(Saved entries)
//! Environment-driven configuration structures shared by all binaries.

use std::env;

use thiserror::Error;

/// Configuration name looked up when `RELAY_CONFIG_NAME` is not set.
pub const DEFAULT_CONFIG_NAME: &str = "Demo - Endpoint Addresses";

/// Settings every relay entry point needs: where the records live, which
/// configuration entry to read and which environment the caller runs in.
#[derive(Debug, Clone, PartialEq, Eq)]
pub struct RelayConfig {
    record_store_url: String,
    record_store_token: Option<String>,
    config_name: String,
    current_environment: String,
}

impl RelayConfig {
    /// Loads configuration by hydrating `.env` (if present) and reading the
    /// required process variables. Missing entries surface as `ConfigError`
    /// so binaries can respond gracefully.
    pub fn load_from_env() -> Result<Self, ConfigError> {
        hydrate_env_file()?;

        Ok(Self {
            record_store_url: get_required_var("RECORD_STORE_URL")?,
            record_store_token: get_optional_var("RECORD_STORE_TOKEN"),
            config_name: get_optional_var("RELAY_CONFIG_NAME")
                .unwrap_or_else(|| DEFAULT_CONFIG_NAME.to_string()),
            current_environment: get_required_var("RELAY_CURRENT_ENVIRONMENT")?,
        })
    }

    pub fn record_store_url(&self) -> &str {
        &self.record_store_url
    }

    pub fn record_store_token(&self) -> Option<&str> {
        self.record_store_token.as_deref()
    }

    pub fn config_name(&self) -> &str {
        &self.config_name
    }

    pub fn current_environment(&self) -> &str {
        &self.current_environment
    }

    /// Overrides the configuration name, e.g. from a CLI flag.
    pub fn with_config_name(mut self, name: impl Into<String>) -> Self {
        self.config_name = name.into();
        self
    }
}

/// API-specific configuration: the relay settings plus the HTTP bind target.
#[derive(Debug, Clone, PartialEq, Eq)]
pub struct ApiConfig {
    relay: RelayConfig,
    api_bind_address: String,
    api_unix_socket: Option<String>,
}

impl ApiConfig {
    /// Loads the relay settings plus the variables required by the API binary.
    pub fn load_from_env() -> Result<Self, ConfigError> {
        let relay = RelayConfig::load_from_env()?;

        Ok(Self {
            relay,
            api_bind_address: get_required_var("API_BIND_ADDRESS")?,
            api_unix_socket: get_optional_var("API_UNIX_SOCKET"),
        })
    }

    pub fn relay(&self) -> &RelayConfig {
        &self.relay
    }

    pub fn api_bind_address(&self) -> &str {
        &self.api_bind_address
    }

    pub fn api_unix_socket(&self) -> Option<&str> {
        self.api_unix_socket.as_deref()
    }
}

fn get_required_var(key: &'static str) -> Result<String, ConfigError> {
    match env::var(key) {
        Ok(value) => {
            let trimmed = value.trim();
            if trimmed.is_empty() {
                Err(ConfigError::MissingVar { key })
            } else {
                Ok(trimmed.to_string())
            }
        }
        Err(_) => Err(ConfigError::MissingVar { key }),
    }
}

fn get_optional_var(key: &'static str) -> Option<String> {
    env::var(key).ok().and_then(|value| {
        let trimmed = value.trim();
        if trimmed.is_empty() {
            None
        } else {
            Some(trimmed.to_string())
        }
    })
}

pub fn hydrate_env_file() -> Result<(), ConfigError> {
    if env::var_os("ENDPOINT_RELAY_SKIP_DOTENV").is_some() {
        return Ok(());
    }
    match dotenvy::dotenv() {
        Ok(_) => {}
        Err(dotenvy::Error::Io(err)) if err.kind() == std::io::ErrorKind::NotFound => {}
        Err(err) => return Err(ConfigError::Dotenv { source: err }),
    }

    Ok(())
}

/// Errors emitted when `.env` hydration or environment parsing fails.
#[derive(Debug, Error)]
pub enum ConfigError {
    #[error("missing required environment variable `{key}`")]
    MissingVar { key: &'static str },
    #[error("failed to load .env file: {source}")]
    Dotenv {
        #[from]
        source: dotenvy::Error,
    },
}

• Exercise instructions: Reproduce the data in its entirety, matching each character.

• Problem solution:
//! Environment-driven configuration structures shared by all binaries.

use std::env;

use thiserror::Error;

/// Configuration name looked up when `RELAY_CONFIG_NAME` is not set.
pub const DEFAULT_CONFIG_NAME: &str = "Demo - Endpoint Addresses";

/// Settings every relay entry point needs: where the records live, which
/// configuration entry to read and which environment the caller runs in.
#[derive(Debug, Clone, PartialEq, Eq)]
pub struct RelayConfig {
    record_store_url: String,
    record_store_token: Option<String>,
    config_name: String,
    current_environment: String,
}

impl RelayConfig {
    /// Loads configuration by hydrating `.env` (if present) and reading the
    /// required process variables. Missing entries surface as `ConfigError`
    /// so binaries can respond gracefully.
    pub fn load_from_env() -> Result<Self, ConfigError> {
        hydrate_env_file()?;

        Ok(Self {
            record_store_url: get_required_var("RECORD_STORE_URL")?,
            record_store_token: get_optional_var("RECORD_STORE_TOKEN"),
            config_name: get_optional_var("RELAY_CONFIG_NAME")
                .unwrap_or_else(|| DEFAULT_CONFIG_NAME.to_string()),
            current_environment: get_required_var("RELAY_CURRENT_ENVIRONMENT")?,
        })
    }

    pub fn record_store_url(&self) -> &str {
        &self.record_store_url
    }

    pub fn record_store_token(&self) -> Option<&str> {
        self.record_store_token.as_deref()
    }

    pub fn config_name(&self) -> &str {
        &self.config_name
    }

    pub fn current_environment(&self) -> &str {
        &self.current_environment
    }

    /// Overrides the configuration name, e.g. from a CLI flag.
    pub fn with_config_name(mut self, name: impl Into<String>) -> Self {
        self.config_name = name.into();
        self
    }
}

/// API-specific configuration: the relay settings plus the HTTP bind target.
#[derive(Debug, Clone, PartialEq, Eq)]
pub struct ApiConfig {
    relay: RelayConfig,
    api_bind_address: String,
    api_unix_socket: Option<String>,
}

impl ApiConfig {
    /// Loads the relay settings plus the variables required by the API binary.
    pub fn load_from_env() -> Result<Self, ConfigError> {
        let relay = RelayConfig::load_from_env()?;

        Ok(Self {
            relay,
            api_bind_address: get_required_var("API_BIND_ADDRESS")?,
            api_unix_socket: get_optional_var("API_UNIX_SOCKET"),
        })
    }

    pub fn relay(&self) -> &RelayConfig {
        &self.relay
    }

    pub fn api_bind_address(&self) -> &str {
        &self.api_bind_address
    }

    pub fn api_unix_socket(&self) -> Option<&str> {
        self.api_unix_socket.as_deref()
    }
}

fn get_required_var(key: &'static str) -> Result<String, ConfigError> {
    match env::var(key) {
        Ok(value) => {
            let trimmed = value.trim();
            if trimmed.is_empty() {
                Err(ConfigError::MissingVar { key })
            } else {
                Ok(trimmed.to_string())
            }
        }
        Err(_) => Err(ConfigError::MissingVar { key }),
    }
}

fn get_optional_var(key: &'static str) -> Option<String> {
    env::var(key).ok().and_then(|value| {
        let trimmed = value.trim();
        if trimmed.is_empty() {
            None
        } else {
            Some(trimmed.to_string())
        }
    })
}

pub fn hydrate_env_file() -> Result<(), ConfigError> {
    if env::var_os("ENDPOINT_RELAY_SKIP_DOTENV").is_some() {
        return Ok(());
    }
    match dotenvy::dotenv() {
        Ok(_) => {}
        Err(dotenvy::Error::Io(err)) if err.kind() == std::io::ErrorKind::NotFound => {}
        Err(err) => return Err(ConfigError::Dotenv { source: err }),
    }

    Ok(())
}

/// Errors emitted when `.env` hydration or environment parsing fails.
#[derive(Debug, Error)]
pub enum ConfigError {
    #[error("missing required environment variable `{key}`")]
    MissingVar { key: &'static str },
    #[error("failed to load .env file: {source}")]
    Dotenv {
        #[from]
        source: dotenvy::Error,
    },
}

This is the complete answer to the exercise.